Third party, I believe. I used one of those for a 68040 (developing
the DECbridge 900). I think the compiler was Green Hills. GCC was
around, I think, but that isn't the one we used as far as I remember.
paul
It would have been impossible to use GCC on the 8560, it was a V7
PDP-11 Unix. The 64000 processor is pretty much the same as the HP 9845.
In 1983 there was Alcyon on the 8560 :-) (woa. that was a long time ago)
It only worked because they #ifdef'd out the floating point support.
Split I&D on a pdp-11. Not much space.
I'm not aware of any native TEK C compiler for 68k on the 8560.
In 1987 gcc would compile to 68k quite well. Before that I seem to
recall that there was also a C compiler from Standford, from sumex (wow
- do I still have those brain cells?). Remember sumex-aim ? SumMacC.

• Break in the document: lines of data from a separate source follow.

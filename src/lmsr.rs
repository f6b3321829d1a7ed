//! Numerically stable LMSR pricer.
//!
//! All transcendental math runs on f64 inside this module; every public input
//! and output is an exact `Decimal` rounded to a fixed scale. No native float
//! crosses a module boundary.

use crate::errors::EngineError;
use rust_decimal::prelude::*;
use rust_decimal::{Decimal, RoundingStrategy};
use rust_decimal_macros::dec;
use serde::{Deserialize, Serialize};

/// Price clamp bounds for a binary market.
pub const MIN_PRICE: f64 = 0.001;
pub const MAX_PRICE: f64 = 0.999;

/// Fractional digits kept on every pricer output.
pub const PRICE_SCALE: u32 = 8;

/// Liquidity used when market creation does not specify one.
pub const DEFAULT_LIQUIDITY: Decimal = dec!(100);

/// Outcome side of a binary market.
#[derive(Debug, Clone, Copy, PartialEq, Eq, Serialize, Deserialize)]
#[serde(rename_all = "UPPERCASE")]
pub enum Side {
    Yes,
    No,
}

impl Side {
    pub fn as_str(&self) -> &'static str {
        match self {
            Side::Yes => "YES",
            Side::No => "NO",
        }
    }

    /// Strict parse at the API/database boundary; unknown sides are rejected.
    pub fn parse(s: &str) -> Result<Self, EngineError> {
        match s {
            "YES" => Ok(Side::Yes),
            "NO" => Ok(Side::No),
            other => Err(EngineError::BadRequest(format!(
                "invalid side '{other}', expected YES or NO"
            ))),
        }
    }
}

/// Stateless LMSR market maker over a fixed liquidity parameter.
#[derive(Debug, Clone, Copy)]
pub struct Pricer {
    b: f64,
}

impl Pricer {
    pub fn new(b: Decimal) -> Result<Self, EngineError> {
        if b <= Decimal::ZERO {
            return Err(EngineError::InvalidLiquidity(b));
        }
        let b_f = to_f64(b)?;
        if !b_f.is_finite() || b_f <= 0.0 {
            return Err(EngineError::InvalidLiquidity(b));
        }
        Ok(Self { b: b_f })
    }

    /// Cost function C(qY, qN) = b * lse(qY/b, qN/b).
    pub fn cost(&self, q_yes: Decimal, q_no: Decimal) -> Result<Decimal, EngineError> {
        let (qy, qn) = (to_f64(q_yes)?, to_f64(q_no)?);
        round_out(raw_cost(qy, qn, self.b))
    }

    /// Instantaneous YES price, clamped to [MIN_PRICE, MAX_PRICE].
    pub fn price_yes(&self, q_yes: Decimal, q_no: Decimal) -> Result<Decimal, EngineError> {
        let (qy, qn) = (to_f64(q_yes)?, to_f64(q_no)?);
        round_out(raw_price_yes(qy, qn, self.b).clamp(MIN_PRICE, MAX_PRICE))
    }

    /// Instantaneous NO price, complementary to YES and clamped the same way.
    pub fn price_no(&self, q_yes: Decimal, q_no: Decimal) -> Result<Decimal, EngineError> {
        let (qy, qn) = (to_f64(q_yes)?, to_f64(q_no)?);
        let p = 1.0 - raw_price_yes(qy, qn, self.b);
        round_out(p.clamp(MIN_PRICE, MAX_PRICE))
    }

    /// Both clamped prices in one call.
    pub fn prices(&self, q_yes: Decimal, q_no: Decimal) -> Result<(Decimal, Decimal), EngineError> {
        Ok((self.price_yes(q_yes, q_no)?, self.price_no(q_yes, q_no)?))
    }

    /// Incremental cost of trading `delta` shares on `side` from the given state.
    /// Positive delta buys, negative sells; the sign of the result follows.
    pub fn trade_cost(
        &self,
        q_yes: Decimal,
        q_no: Decimal,
        side: Side,
        delta: Decimal,
    ) -> Result<Decimal, EngineError> {
        let (qy, qn, d) = (to_f64(q_yes)?, to_f64(q_no)?, to_f64(delta)?);
        round_out(raw_trade_cost(qy, qn, self.b, side, d))
    }

    /// Average price per share for the trade; the current side price when delta is zero.
    pub fn fill_price(
        &self,
        q_yes: Decimal,
        q_no: Decimal,
        side: Side,
        delta: Decimal,
    ) -> Result<Decimal, EngineError> {
        if delta.is_zero() {
            return match side {
                Side::Yes => self.price_yes(q_yes, q_no),
                Side::No => self.price_no(q_yes, q_no),
            };
        }
        let (qy, qn, d) = (to_f64(q_yes)?, to_f64(q_no)?, to_f64(delta)?);
        round_out(raw_trade_cost(qy, qn, self.b, side, d) / d)
    }

    /// Reject trades whose post-trade YES price leaves the clamp band.
    pub fn validate_trade(
        &self,
        q_yes: Decimal,
        q_no: Decimal,
        side: Side,
        delta: Decimal,
    ) -> Result<(), EngineError> {
        let (mut qy, mut qn) = (to_f64(q_yes)?, to_f64(q_no)?);
        let d = to_f64(delta)?;
        match side {
            Side::Yes => qy += d,
            Side::No => qn += d,
        }
        let p = raw_price_yes(qy, qn, self.b);
        if !p.is_finite() || p < MIN_PRICE || p > MAX_PRICE {
            return Err(EngineError::PriceBoundExceeded);
        }
        Ok(())
    }

    /// Worst-case market-maker loss for a binary market: b * ln 2.
    pub fn max_loss(&self) -> Result<Decimal, EngineError> {
        round_out(self.b * std::f64::consts::LN_2)
    }
}

// -----------------------
// f64 core
// -----------------------

#[inline]
fn log_sum_exp(a: f64, b: f64) -> f64 {
    let m = a.max(b);
    m + ((a - m).exp() + (b - m).exp()).ln()
}

#[inline]
fn raw_cost(q_yes: f64, q_no: f64, b: f64) -> f64 {
    b * log_sum_exp(q_yes / b, q_no / b)
}

#[inline]
fn raw_price_yes(q_yes: f64, q_no: f64, b: f64) -> f64 {
    let a = q_yes / b;
    let c = q_no / b;
    let m = a.max(c);
    let ey = (a - m).exp();
    let en = (c - m).exp();
    ey / (ey + en)
}

/// C(a, b) = C(b, a), so the NO-side cost reuses the YES formula with the
/// arguments swapped.
#[inline]
fn raw_trade_cost(q_yes: f64, q_no: f64, b: f64, side: Side, delta: f64) -> f64 {
    match side {
        Side::Yes => raw_cost(q_yes + delta, q_no, b) - raw_cost(q_yes, q_no, b),
        Side::No => raw_cost(q_no + delta, q_yes, b) - raw_cost(q_no, q_yes, b),
    }
}

fn to_f64(d: Decimal) -> Result<f64, EngineError> {
    d.to_f64()
        .filter(|x| x.is_finite())
        .ok_or_else(|| EngineError::internal(anyhow::anyhow!("decimal {d} not representable")))
}

fn round_out(x: f64) -> Result<Decimal, EngineError> {
    if !x.is_finite() {
        return Err(EngineError::internal(anyhow::anyhow!(
            "non-finite pricer output: {x}"
        )));
    }
    let d = Decimal::from_f64(x)
        .ok_or_else(|| EngineError::internal(anyhow::anyhow!("pricer output {x} out of range")))?;
    Ok(d.round_dp_with_strategy(PRICE_SCALE, RoundingStrategy::MidpointAwayFromZero))
}

// -----------------------
// Tests
// -----------------------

Anyway, I think the Kinetics fastpath was compiled with that and I could
swear I was using it as a C compiler on a vax-11/750 running mt. xinu in
mid 80's. Find someone from pixar - they were using it to compile
Macintosh code. I don't know the lineage of that compiler, but I think
it was a port of something older.
You are right about gcc; version 1.37 (and I think a later version too)

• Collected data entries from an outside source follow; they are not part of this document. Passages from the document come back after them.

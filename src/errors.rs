//! Engine-wide error types and their HTTP mapping.

use axum::http::StatusCode;
use axum::response::{IntoResponse, Response};
use axum::Json;
use serde_json::json;
use thiserror::Error;

/// Domain and infrastructure errors surfaced by the trading engine.
#[derive(Error, Debug)]
pub enum EngineError {
    #[error("invalid ticker: {0}")]
    InvalidTicker(String),

    #[error("unsupported contract type: {0}")]
    UnsupportedType(String),

    #[error("liquidity parameter must be positive, got {0}")]
    InvalidLiquidity(rust_decimal::Decimal),

    #[error("trade would move price outside allowed bounds")]
    PriceBoundExceeded,

    #[error("per-cell position limit exceeded: |{new_exposure}| > {limit}")]
    PerCellLimit {
        new_exposure: rust_decimal::Decimal,
        limit: rust_decimal::Decimal,
    },

    #[error("correlated position limit exceeded: {total} > {limit}")]
    CorrelatedLimit {
        total: rust_decimal::Decimal,
        limit: rust_decimal::Decimal,
    },

    #[error("{0} not found")]
    NotFound(String),

    #[error("{0}")]
    Conflict(String),

    #[error("{0}")]
    BadRequest(String),

    #[error("internal error")]
    Internal(#[source] anyhow::Error),

    #[error("operation cancelled")]
    Cancelled,
}

impl EngineError {
    pub fn internal<E: Into<anyhow::Error>>(err: E) -> Self {
        EngineError::Internal(err.into())
    }

    /// Stable machine-readable tag, used in structured trade logs.
    pub fn kind(&self) -> &'static str {
        match self {
            EngineError::InvalidTicker(_) => "invalid_ticker",
            EngineError::UnsupportedType(_) => "unsupported_type",
            EngineError::InvalidLiquidity(_) => "invalid_liquidity",
            EngineError::PriceBoundExceeded => "price_bound_exceeded",
            EngineError::PerCellLimit { .. } => "per_cell_limit_exceeded",
            EngineError::CorrelatedLimit { .. } => "correlated_limit_exceeded",
            EngineError::NotFound(_) => "not_found",
            EngineError::Conflict(_) => "conflict",
            EngineError::BadRequest(_) => "bad_request",
            EngineError::Internal(_) => "internal_error",
            EngineError::Cancelled => "cancelled",
        }
    }

    fn status(&self) -> StatusCode {
        match self {
            EngineError::InvalidTicker(_)
            | EngineError::UnsupportedType(_)
            | EngineError::InvalidLiquidity(_)
            | EngineError::BadRequest(_) => StatusCode::BAD_REQUEST,
            EngineError::NotFound(_) => StatusCode::NOT_FOUND,
            EngineError::PriceBoundExceeded
            | EngineError::PerCellLimit { .. }
            | EngineError::CorrelatedLimit { .. }
            | EngineError::Conflict(_) => StatusCode::CONFLICT,
            EngineError::Internal(_) | EngineError::Cancelled => StatusCode::INTERNAL_SERVER_ERROR,
        }
    }
}

impl IntoResponse for EngineError {
    fn into_response(self) -> Response {
        let status = self.status();
        // Store failures never leak their raw cause to the client.
        let message = match &self {
            EngineError::Internal(cause) => {
                tracing::error!(error = %cause, "internal error");
                "internal server error".to_string()
            }
            other => other.to_string(),
        };
        (status, Json(json!({ "error": message }))).into_response()
    }
}

pub type Result<T> = std::result::Result<T, EngineError>;
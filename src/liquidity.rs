//! Derives the LMSR liquidity parameter from forecast-uncertainty percentiles.
//!
//! A wide interquartile range relative to the median means an uncertain
//! forecast, which warrants a deeper (more liquid) market.

use crate::errors::EngineError;
use rust_decimal::Decimal;
use rust_decimal_macros::dec;
use serde::Deserialize;

/// Floor applied to every derived liquidity parameter.
pub const MIN_LIQUIDITY: Decimal = dec!(10);

/// Forecast distribution summary with a guaranteed positive spread.
#[derive(Debug, Clone, Copy, Deserialize)]
pub struct ForecastSpread {
    pub p25: Decimal,
    pub p50: Decimal,
    pub p75: Decimal,
}

impl ForecastSpread {
    /// Fails when the percentiles are inverted; callers holding a
    /// `ForecastSpread` can rely on `iqr() >= 0`.
    pub fn new(p25: Decimal, p50: Decimal, p75: Decimal) -> Result<Self, EngineError> {
        if p25 > p75 {
            return Err(EngineError::BadRequest(format!(
                "forecast percentiles inverted: p25={p25} > p75={p75}"
            )));
        }
        Ok(Self { p25, p50, p75 })
    }

    pub fn iqr(&self) -> Decimal {
        self.p75 - self.p25
    }
}

/// Map a forecast spread and base volume to a liquidity parameter.
///
/// `b = base_volume * IQR / P50` for a positive median, falling back to the
/// absolute interval width when the median is non-positive, and to the floor
/// when the spread carries no information.
pub fn derive_liquidity(spread: &ForecastSpread, base_volume: Decimal) -> Decimal {
    let iqr = spread.iqr();
    let b = if iqr <= Decimal::ZERO {
        MIN_LIQUIDITY
    } else if spread.p50 > Decimal::ZERO {
        base_volume * iqr / spread.p50
    } else {
        base_volume * iqr
    };
    b.max(MIN_LIQUIDITY)
}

was ported to MPW, where it performed better than, and was more or less
a drop in replacement for, Apple's compiler. In fact, when I was porting
TeX -- at the time, considered a large program -- only gcc would compile
it successfully.
Long before that, I used Whitesmiths C, Aztec C, and of course
Lightspeed/THINK C on Mac for 68K.
--Toby
There was also another C compiler we ran on the vax ...
I think gcc was the standard for 68k from 1987 on. Yes, greenhills, but
it's not clear it produced better code and it was really expensive. Ask
anyone at cisco or wellfleet what they used. And trust me, they were
worried about code size and code speed. lol. I remember trying to
route at "wirespeed" using 10baseT. Makes me laugh now.